Cette diversité compte, car elle montre que la méthode n’est pas limitée à une seule forme de robot. Une main souple pose le problème de la déformation continue. Un bras rigide fait davantage penser aux mécanismes articulés usuels. Une plateforme rotative obéit encore à une autre dynamique. Dans les trois cas, le principe reste identique : observer l’effet des commandes, apprendre ce lien et l’exploiter pour guider le mouvement.
La promesse est particulièrement intéressante pour les concepteurs de morphologies non conventionnelles. Un robot bio-inspiré, flexible ou assemblé avec des matériaux économiques peut être difficile à modéliser avant même son premier mouvement. Avec une approche telle que NJF, les concepteurs pourraient davantage se concentrer sur la forme et la fonction de la machine, puis laisser celle-ci apprendre une partie de son propre comportement.
Quels usages peut-on imaginer hors du laboratoire ?
Les applications avancées par les chercheurs se situent encore au stade des perspectives. En agriculture, un robot capable d’ajuster ses gestes à partir de sa propre observation pourrait aider à manipuler des végétaux ou intervenir dans des espaces irréguliers. Sur un chantier, une machine dont le corps n’exige pas une instrumentation sophistiquée à chaque articulation pourrait être plus simple à concevoir pour certaines tâches.
La méthode peut aussi intéresser la manipulation mobile, c’est-à-dire des robots qui doivent agir dans des environnements encombrés. Dans ces lieux, une structure peut être amenée à toucher, contourner ou frôler des objets imprévus. Un modèle appris à partir de l’observation de son propre corps peut compléter les méthodes plus classiques de planification du mouvement.
Les drones constituent une autre piste évoquée. Une navigation intérieure sans carte détaillée est un défi complexe, car les systèmes doivent se repérer et réagir dans des espaces variables. NJF ne constitue pas, à lui seul, une solution complète à ce problème. Mais l’idée d’apprendre visuellement la réponse d’un système à ses commandes peut alimenter de futures architectures de contrôle plus autonomes.
Il faut distinguer ces ambitions des résultats déjà démontrés. L’étude porte sur la capacité d’un robot à construire et utiliser un modèle visuel de son propre corps. Passer de cette capacité à un robot agricole autonome ou à une machine de chantier opérationnelle exige encore de résoudre de nombreux sujets : robustesse aux conditions réelles, sécurité, perception de l’environnement, alimentation électrique et interaction avec les humains.
Les limites actuelles de cette approche
NJF ne prétend pas encore être une méthode universelle. Première limite, le système doit être personnalisé pour chaque robot. Un modèle appris sur une main souple ne se transfère pas automatiquement à un bras rigide ou à une autre machine de forme différente. La généralisation entre plusieurs types de robots fait partie des obstacles que les recherches futures devront surmonter.

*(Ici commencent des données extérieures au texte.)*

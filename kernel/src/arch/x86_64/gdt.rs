//! GDT and TSS.
//!
//! Selector layout is fixed: kernel code 0x08, kernel data 0x10, user code
//! 0x1B, user data 0x23 (RPL 3). The TSS carries the per-task kernel stack
//! the CPU switches to on a ring-3 interrupt; the dispatcher updates it at
//! every switch.

use core::cell::UnsafeCell;

use lazy_static::lazy_static;
use x86_64::instructions::tables::load_tss;
use x86_64::registers::segmentation::{Segment, SegmentSelector, CS, DS, ES, SS};
use x86_64::structures::gdt::{Descriptor, GlobalDescriptorTable};
use x86_64::structures::tss::TaskStateSegment;
use x86_64::VirtAddr;

struct TssCell(UnsafeCell<TaskStateSegment>);

// SAFETY: rsp0 is written only with interrupts disabled on the only CPU.
unsafe impl Sync for TssCell {}

static TSS: TssCell = TssCell(UnsafeCell::new(TaskStateSegment::new()));

struct Selectors {
    kernel_code: SegmentSelector,
    kernel_data: SegmentSelector,
    tss: SegmentSelector,
}

lazy_static! {
    static ref GDT: (GlobalDescriptorTable, Selectors) = {
        let mut gdt = GlobalDescriptorTable::new();
        let kernel_code = gdt.append(Descriptor::kernel_code_segment());
        let kernel_data = gdt.append(Descriptor::kernel_data_segment());
        let _user_code = gdt.append(Descriptor::user_code_segment());
        let _user_data = gdt.append(Descriptor::user_data_segment());
        // SAFETY: the TSS is 'static; its address is stable.
        let tss = gdt.append(Descriptor::tss_segment(unsafe { &*TSS.0.get() }));
        (
            gdt,
            Selectors {
                kernel_code,
                kernel_data,
                tss,
            },
        )
    };
}

pub fn init() {
    GDT.0.load();
    // SAFETY: the selectors come from the table just loaded.
    unsafe {
        CS::set_reg(GDT.1.kernel_code);
        SS::set_reg(GDT.1.kernel_data);
        DS::set_reg(GDT.1.kernel_data);
        ES::set_reg(GDT.1.kernel_data);
        load_tss(GDT.1.tss);
    }
}

/// Point the TSS at the kernel stack the CPU must take on a ring-3 trap.
pub fn set_kernel_stack(rsp0: u64) {
    // SAFETY: single CPU, callers run with interrupts disabled (the
    // dispatcher's pre-switch hook).
    unsafe {
        (*TSS.0.get()).privilege_stack_table[0] = VirtAddr::new(rsp0);
    }
}
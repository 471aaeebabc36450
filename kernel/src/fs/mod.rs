//! File abstractions the core kernel needs.
//!
//! The on-disk filesystems themselves live outside the core; what the
//! process and syscall layers depend on is the capability trait below
//! (the fops surface), handles, pipes, the subsystem file locks and poll.

pub mod flock;
pub mod pipe;
pub mod poll;

use alloc::sync::Arc;
use bitflags::bitflags;

use crate::error::{KernelError, KernelResult};
use crate::sync::kcond::KCond;

bitflags! {
    /// Poll readiness bits (POSIX subset the kernel produces).
    #[derive(Debug, Clone, Copy, PartialEq, Eq)]
    pub struct PollMask: u16 {
        const IN  = 0x0001;
        const OUT = 0x0004;
        const ERR = 0x0008;
        const HUP = 0x0010;
    }
}

/// Seek origin.
#[derive(Debug, Clone, Copy, PartialEq, Eq)]
pub enum Whence {
    Set,
    Cur,
    End,
}

/// Minimal stat payload.
#[derive(Debug, Clone, Copy, Default)]
pub struct Stat {
    pub inode: u64,
    pub size: u64,
    pub mode: u32,
}

/// The capability surface of an open file. Implementations provide what
/// they support; the defaults return the canonical errors.
pub trait FileOps: Send + Sync {
    fn read(&self, _buf: &mut [u8], _nonblock: bool) -> KernelResult<usize> {
        Err(KernelError::InvalidArgument { name: "read" })
    }

    fn write(&self, _buf: &[u8], _nonblock: bool) -> KernelResult<usize> {
        Err(KernelError::InvalidArgument { name: "write" })
    }

    fn seek(&self, _off: i64, _whence: Whence) -> KernelResult<u64> {
        Err(KernelError::IllegalSeek)
    }

    fn ioctl(&self, _req: u32, _arg: u64) -> KernelResult<u64> {
        Err(KernelError::NotATty)
    }

    fn stat(&self) -> KernelResult<Stat> {
        Ok(Stat::default())
    }

    fn getdents(&self) -> KernelResult<usize> {
        Err(KernelError::NotADirectory)
    }

    /// Current readiness, for poll.
    fn poll_mask(&self) -> PollMask {
        PollMask::IN | PollMask::OUT
    }

    /// Condition a poller may park on; `None` means always-ready.
    fn poll_cond(&self) -> Option<&KCond> {
        None
    }
}

/// One open-file slot of a process handle table.
#[derive(Clone)]
pub struct Handle {
    pub ops: Arc<dyn FileOps>,
    /// Close this handle across execve.
    pub cloexec: bool,
    /// O_NONBLOCK.
    pub nonblock: bool,
}

impl Handle {
    pub fn new(ops: Arc<dyn FileOps>) -> Self {
        Self {
            ops,
            cloexec: false,
            nonblock: false,
        }
    }

    /// The handle duplicate fork makes: same open file, same flags.
    pub fn dup(&self) -> Self {
        self.clone()
    }
}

Deuxième limite, l’apprentissage initial nécessite plusieurs caméras. Cela reste plus léger qu’une multiplication de capteurs intégrés dans le corps de la machine, mais ce n’est pas une procédure totalement dépourvue d’équipement. La qualité des images, les angles de vue et les occultations éventuelles peuvent aussi influencer ce que le système parvient à apprendre.
Enfin, la vision ne remplace pas le toucher. Pour saisir un objet avec délicatesse, une image indique la posture de la main, mais pas nécessairement la force exacte exercée ou la texture de l’objet. NJF ne prend pas encore en charge la détection de force ou les informations tactiles, ce qui limite son efficacité pour certaines tâches de contact.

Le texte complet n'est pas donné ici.